Спасибо тем, кто позаботился, чтобы нынешнее поколение французов могло смотреть на мир не через нацистские или сталинские очки. Спасибо тем, кто разрушил «Атлантический вал» и защищал нас, пока не рухнула Берлинская стена. Без «Дня Д» не было бы новой Европы — ни «Европы шести», ни «Европы пятнадцати», ни «Европы двадцати пяти» и так далее. Благодаря своему возрасту я еще помню тот непередаваемый восторг, настоящий экстаз, что охватывал мое детское сознание всякий раз, когда взрослые произносили слово «Освобождение».

Лишь в середине 1970х годов президент Федеративной Республики четко и недвусмысленно признал, что конце Второй мировой войны Германия была не «захвачена», а «освобождена». Именно за то, чтобы показать, какая огромная разница лежит между этими двумя словами люди — и мои близкие, и те, кого я вовсе не знал — отдавали свои жизни в Лионе, на плацдарме «Омаха» и в Сталинграде.

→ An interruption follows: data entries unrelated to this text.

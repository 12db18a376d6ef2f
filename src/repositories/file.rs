//! # File Repository
//!
//! Every read is scoped by tenant id; a file owned by another tenant is
//! indistinguishable from a missing one.

use crate::error::RepositoryError;
use crate::models::file::{
    self, ActiveModel as FileActiveModel, Column, Entity as File, FileType, Model,
};
use chrono::Utc;
use sea_orm::{
    ActiveModelTrait, ColumnTrait, ConnectionTrait, EntityTrait, QueryFilter, QueryOrder, Set,
};
use uuid::Uuid;

/// Metadata for a file whose bytes have already been stored
#[derive(Debug, Clone)]
pub struct NewFile {
    /// Pre-generated so the blob path can embed it
    pub id: Uuid,
    pub tenant_id: Uuid,
    pub uploaded_by: Uuid,
    pub original_name: String,
    pub blob_path: String,
    pub file_type: FileType,
    pub size_bytes: i64,
}

/// Repository for File database operations
pub struct FileRepository<'a, C> {
    db: &'a C,
}

impl<'a, C: ConnectionTrait> FileRepository<'a, C> {
    pub fn new(db: &'a C) -> Self {
        Self { db }
    }

    /// Record an uploaded file with status `uploaded`
    pub async fn create_file(&self, new_file: NewFile) -> Result<Model, RepositoryError> {
        let record = FileActiveModel {
            id: Set(new_file.id),
            tenant_id: Set(new_file.tenant_id),
            uploaded_by: Set(new_file.uploaded_by),
            original_name: Set(new_file.original_name),
            blob_path: Set(new_file.blob_path),
            file_type: Set(new_file.file_type),
            size_bytes: Set(Some(new_file.size_bytes)),
            status: Set(file::STATUS_UPLOADED.to_string()),
            uploaded_at: Set(Utc::now().into()),
        };

        record
            .insert(self.db)
            .await
            .map_err(RepositoryError::database_error)
    }

    /// List a tenant's files, newest first
    pub async fn list_for_tenant(&self, tenant_id: Uuid) -> Result<Vec<Model>, RepositoryError> {
        File::find()
            .filter(Column::TenantId.eq(tenant_id))
            .order_by_desc(Column::UploadedAt)
            .order_by_desc(Column::Id)
            .all(self.db)
            .await
            .map_err(RepositoryError::database_error)
    }

    /// Fetch a file only if it belongs to `tenant_id`
    pub async fn get_for_tenant(
        &self,
        tenant_id: Uuid,
        file_id: Uuid,
    ) -> Result<Option<Model>, RepositoryError> {
        File::find_by_id(file_id)
            .filter(Column::TenantId.eq(tenant_id))
            .one(self.db)
            .await
            .map_err(RepositoryError::database_error)
    }

    /// Like [`Self::get_for_tenant`] but maps absence to `NotFound`
    pub async fn require_for_tenant(
        &self,
        tenant_id: Uuid,
        file_id: Uuid,
    ) -> Result<Model, RepositoryError> {
        self.get_for_tenant(tenant_id, file_id)
            .await?
            .ok_or_else(|| RepositoryError::NotFound("File not found".to_string()))
    }
}
//! Password hashing with Argon2

use argon2::{
    Argon2,
    password_hash::{PasswordHash, PasswordHasher, PasswordVerifier, SaltString, rand_core::OsRng},
};
use thiserror::Error;

/// Shortest password accepted at registration.
pub const MIN_PASSWORD_LEN: usize = 8;

#[derive(Error, Debug)]
pub enum PasswordError {
    #[error("hash error: {0}")]
    Hash(String),
    #[error("stored password hash is malformed: {0}")]
    MalformedHash(String),
}

/// Hash `password` into a PHC string with a fresh random salt.
pub fn hash_password(password: &str) -> Result<String, PasswordError> {
    let salt = SaltString::generate(&mut OsRng);
    Argon2::default()
        .hash_password(password.as_bytes(), &salt)
        .map(|hash| hash.to_string())
        .map_err(|e| PasswordError::Hash(e.to_string()))
}

/// Check `password` against a stored PHC string.
///
/// A mismatch is `Ok(false)`; only an unparsable stored hash is an error.
pub fn verify_password(password: &str, stored_hash: &str) -> Result<bool, PasswordError> {
    let parsed =
        PasswordHash::new(stored_hash).map_err(|e| PasswordError::MalformedHash(e.to_string()))?;
    Ok(Argon2::default()
        .verify_password(password.as_bytes(), &parsed)
        .is_ok())
}
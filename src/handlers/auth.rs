//! # Auth API Handlers
//!
//! Registration (tenant + first admin), login, token refresh and `me`.

use axum::{
    Json,
    extract::{State, rejection::JsonRejection},
};
use chrono::{Duration, Utc};
use metrics::counter;
use sea_orm::{DatabaseTransaction, TransactionTrait};
use serde::{Deserialize, Serialize};
use utoipa::ToSchema;

use crate::auth::CurrentUser;
use crate::error::{ApiError, RepositoryError, bad_request, forbidden, internal_error, unauthorized};
use crate::models::tenant::{TenantPlan, slugify};
use crate::models::user::{Model as UserModel, UserRole};
use crate::password::{self, MIN_PASSWORD_LEN};
use crate::repositories::{CreateTenantRequest, CreateUserRequest, TenantRepository, UserRepository};
use crate::server::AppState;
use crate::tokens::{TokenError, TokenPair, TokenType};

#[derive(Debug, Clone, Serialize, Deserialize, ToSchema)]
pub struct RegisterRequest {
    #[schema(example = "ana@acme.io")]
    pub email: String,
    pub password: String,
    #[schema(example = "Acme Corp")]
    pub tenant_name: String,
}

#[derive(Debug, Clone, Serialize, Deserialize, ToSchema)]
pub struct LoginRequest {
    pub email: String,
    pub password: String,
}

#[derive(Debug, Clone, Serialize, Deserialize, ToSchema)]
pub struct RefreshRequest {
    pub refresh_token: String,
}

#[derive(Debug, Clone, Serialize, Deserialize, ToSchema)]
pub struct TokenResponse {
    pub access_token: String,
    pub refresh_token: String,
    /// Always `bearer`
    #[schema(example = "bearer")]
    pub token_type: String,
}

impl From<TokenPair> for TokenResponse {
    fn from(pair: TokenPair) -> Self {
        Self {
            access_token: pair.access_token,
            refresh_token: pair.refresh_token,
            token_type: "bearer".to_string(),
        }
    }
}

/// Register a tenant together with its first (admin) user
#[utoipa::path(
    post,
    path = "/auth/register",
    request_body = RegisterRequest,
    responses(
        (status = 200, description = "Tenant and user created", body = TokenResponse),
        (status = 400, description = "Invalid input, email registered or tenant name taken", body = ApiError),
        (status = 500, description = "Internal server error", body = ApiError)
    ),
    tag = "auth"
)]
pub async fn register(
    State(state): State<AppState>,
    body: Result<Json<RegisterRequest>, JsonRejection>,
) -> Result<Json<TokenResponse>, ApiError> {
    let Json(request) = body?;
    let email = normalize_email(&request.email);
    if !is_valid_email(&email) {
        return Err(bad_request("Invalid email address"));
    }
    if request.password.chars().count() < MIN_PASSWORD_LEN {
        return Err(bad_request("Password must be at least 8 characters"));
    }
    let tenant_name = request.tenant_name.trim().to_string();
    if tenant_name.is_empty() {
        return Err(bad_request("Tenant name is required"));
    }
    let slug = slugify(&tenant_name);

    let password_hash = hash_blocking(request.password).await?;

    let txn = state.db.begin().await?;
    let user = create_tenant_with_admin(&txn, &state, tenant_name, slug, email, password_hash).await?;
    txn.commit().await?;

    counter!("auth_registrations_total").increment(1);
    tracing::info!(user_id = %user.id, tenant_id = %user.tenant_id, "Registered tenant");

    issue_tokens(&state, &user)
}

async fn create_tenant_with_admin(
    txn: &DatabaseTransaction,
    state: &AppState,
    tenant_name: String,
    slug: String,
    email: String,
    password_hash: String,
) -> Result<UserModel, ApiError> {
    let users = UserRepository::new(txn);
    let tenants = TenantRepository::new(txn);

    if users.find_by_email(&email).await?.is_some() {
        return Err(bad_request("Email already registered"));
    }
    if tenants.slug_exists(&slug).await? {
        return Err(bad_request("Tenant name is already taken"));
    }

    let tenant = tenants
        .create_tenant(CreateTenantRequest {
            name: tenant_name,
            slug,
            plan: TenantPlan::Demo,
            trial_ends_at: Some(Utc::now() + Duration::days(state.config.trial_days)),
        })
        .await
        .map_err(|err| match err {
            RepositoryError::Conflict(_) => bad_request("Tenant name is already taken"),
            RepositoryError::Validation(message) => bad_request(&message),
            other => other.into(),
        })?;

    users
        .create_user(CreateUserRequest {
            tenant_id: tenant.id,
            email,
            password_hash,
            role: UserRole::Admin,
        })
        .await
        .map_err(|err| match err {
            RepositoryError::Conflict(_) => bad_request("Email already registered"),
            other => other.into(),
        })
}

/// Exchange email and password for a token pair
#[utoipa::path(
    post,
    path = "/auth/login",
    request_body = LoginRequest,
    responses(
        (status = 200, description = "Authenticated", body = TokenResponse),
        (status = 401, description = "Invalid credentials", body = ApiError),
        (status = 403, description = "User inactive", body = ApiError)
    ),
    tag = "auth"
)]
pub async fn login(
    State(state): State<AppState>,
    body: Result<Json<LoginRequest>, JsonRejection>,
) -> Result<Json<TokenResponse>, ApiError> {
    let Json(request) = body?;
    let email = normalize_email(&request.email);
    let user = UserRepository::new(&state.db).find_by_email(&email).await?;

    let Some(user) = user else {
        counter!("auth_logins_total", "outcome" => "failure").increment(1);
        return Err(unauthorized(Some("Invalid credentials")));
    };

    if !verify_blocking(request.password, user.password_hash.clone()).await? {
        counter!("auth_logins_total", "outcome" => "failure").increment(1);
        return Err(unauthorized(Some("Invalid credentials")));
    }

    if !user.is_active {
        return Err(forbidden(Some("User inactive")));
    }

    counter!("auth_logins_total", "outcome" => "success").increment(1);
    issue_tokens(&state, &user)
}

/// Trade a refresh token for a fresh token pair
#[utoipa::path(
    post,
    path = "/auth/refresh",
    request_body = RefreshRequest,
    responses(
        (status = 200, description = "New token pair", body = TokenResponse),
        (status = 401, description = "Invalid refresh token, wrong token type or unknown user", body = ApiError)
    ),
    tag = "auth"
)]
pub async fn refresh(
    State(state): State<AppState>,
    body: Result<Json<RefreshRequest>, JsonRejection>,
) -> Result<Json<TokenResponse>, ApiError> {
    let Json(request) = body?;
    let claims = state
        .tokens
        .verify(&request.refresh_token, TokenType::Refresh)
        .map_err(|err| match err {
            TokenError::WrongType { .. } => unauthorized(Some("Invalid token type")),
            _ => unauthorized(Some("Invalid refresh token")),
        })?;

    let user = UserRepository::new(&state.db)
        .get_by_id(claims.sub)
        .await?
        .filter(|user| user.is_active)
        .ok_or_else(|| unauthorized(Some("User not found")))?;

    issue_tokens(&state, &user)
}

/// The authenticated user
#[utoipa::path(
    get,
    path = "/auth/me",
    security(("bearer_auth" = [])),
    responses(
        (status = 200, description = "Current user", body = CurrentUser),
        (status = 401, description = "Missing or invalid bearer token", body = ApiError),
        (status = 402, description = "Trial expired", body = ApiError),
        (status = 403, description = "Tenant inactive", body = ApiError)
    ),
    tag = "auth"
)]
pub async fn me(user: CurrentUser) -> Json<CurrentUser> {
    Json(user)
}

fn issue_tokens(state: &AppState, user: &UserModel) -> Result<Json<TokenResponse>, ApiError> {
    let pair = state
        .tokens
        .issue_pair(user.id, user.tenant_id, user.role)
        .map_err(|err| {
            tracing::error!(error = %err, "Failed to issue tokens");
            internal_error("Failed to issue tokens")
        })?;
    Ok(Json(pair.into()))
}

async fn hash_blocking(password: String) -> Result<String, ApiError> {
    tokio::task::spawn_blocking(move || password::hash_password(&password))
        .await
        .map_err(|err| internal_error(&format!("Password hashing task failed: {err}")))?
        .map_err(|err| {
            tracing::error!(error = %err, "Password hashing failed");
            internal_error("Password hashing failed")
        })
}

/// Malformed stored hashes count as a mismatch.
async fn verify_blocking(password: String, stored_hash: String) -> Result<bool, ApiError> {
    let outcome = tokio::task::spawn_blocking(move || password::verify_password(&password, &stored_hash))
        .await
        .map_err(|err| internal_error(&format!("Password verification task failed: {err}")))?;

    Ok(outcome.unwrap_or_else(|err| {
        tracing::warn!(error = %err, "Stored password hash is unreadable");
        false
    }))
}

pub(crate) fn normalize_email(email: &str) -> String {
    email.trim().to_lowercase()
}

/// One `@`, a non-empty local part and a dotted domain, no whitespace.
pub(crate) fn is_valid_email(email: &str) -> bool {
    let Some((local, domain)) = email.split_once('@') else {
        return false;
    };
    !local.is_empty()
        && !domain.contains('@')
        && !email.chars().any(char::is_whitespace)
        && domain
            .split_once('.')
            .is_some_and(|(host, tld)| !host.is_empty() && !tld.is_empty())
        && !domain.ends_with('.')
}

Сегодня мы с легкостью толкуем на все лады понятие «международная легитимность». Но единственная и подлинная международная легитимность была провозглашена на нормандских плацдармах. Если ООН, при своей довольно путанной структуре, не превратилась в аналог обанкротившейся Лиги Наций, то лишь потому, что в Сан-Франциско ее основатели поклялись: Япония и Германия не будут завоеваны или превращены в колонии, а освобождены от фашизма. Отсюда и два негласных принципа, лежащих в основе Устава ООН и приводящие к неизбежным противоречиям в ее деятельности: во-первых, это право народов на освобождение, и, во-вторых, ограничение прав победителя: он не может захватить побежденную страну, но может установить там демократию.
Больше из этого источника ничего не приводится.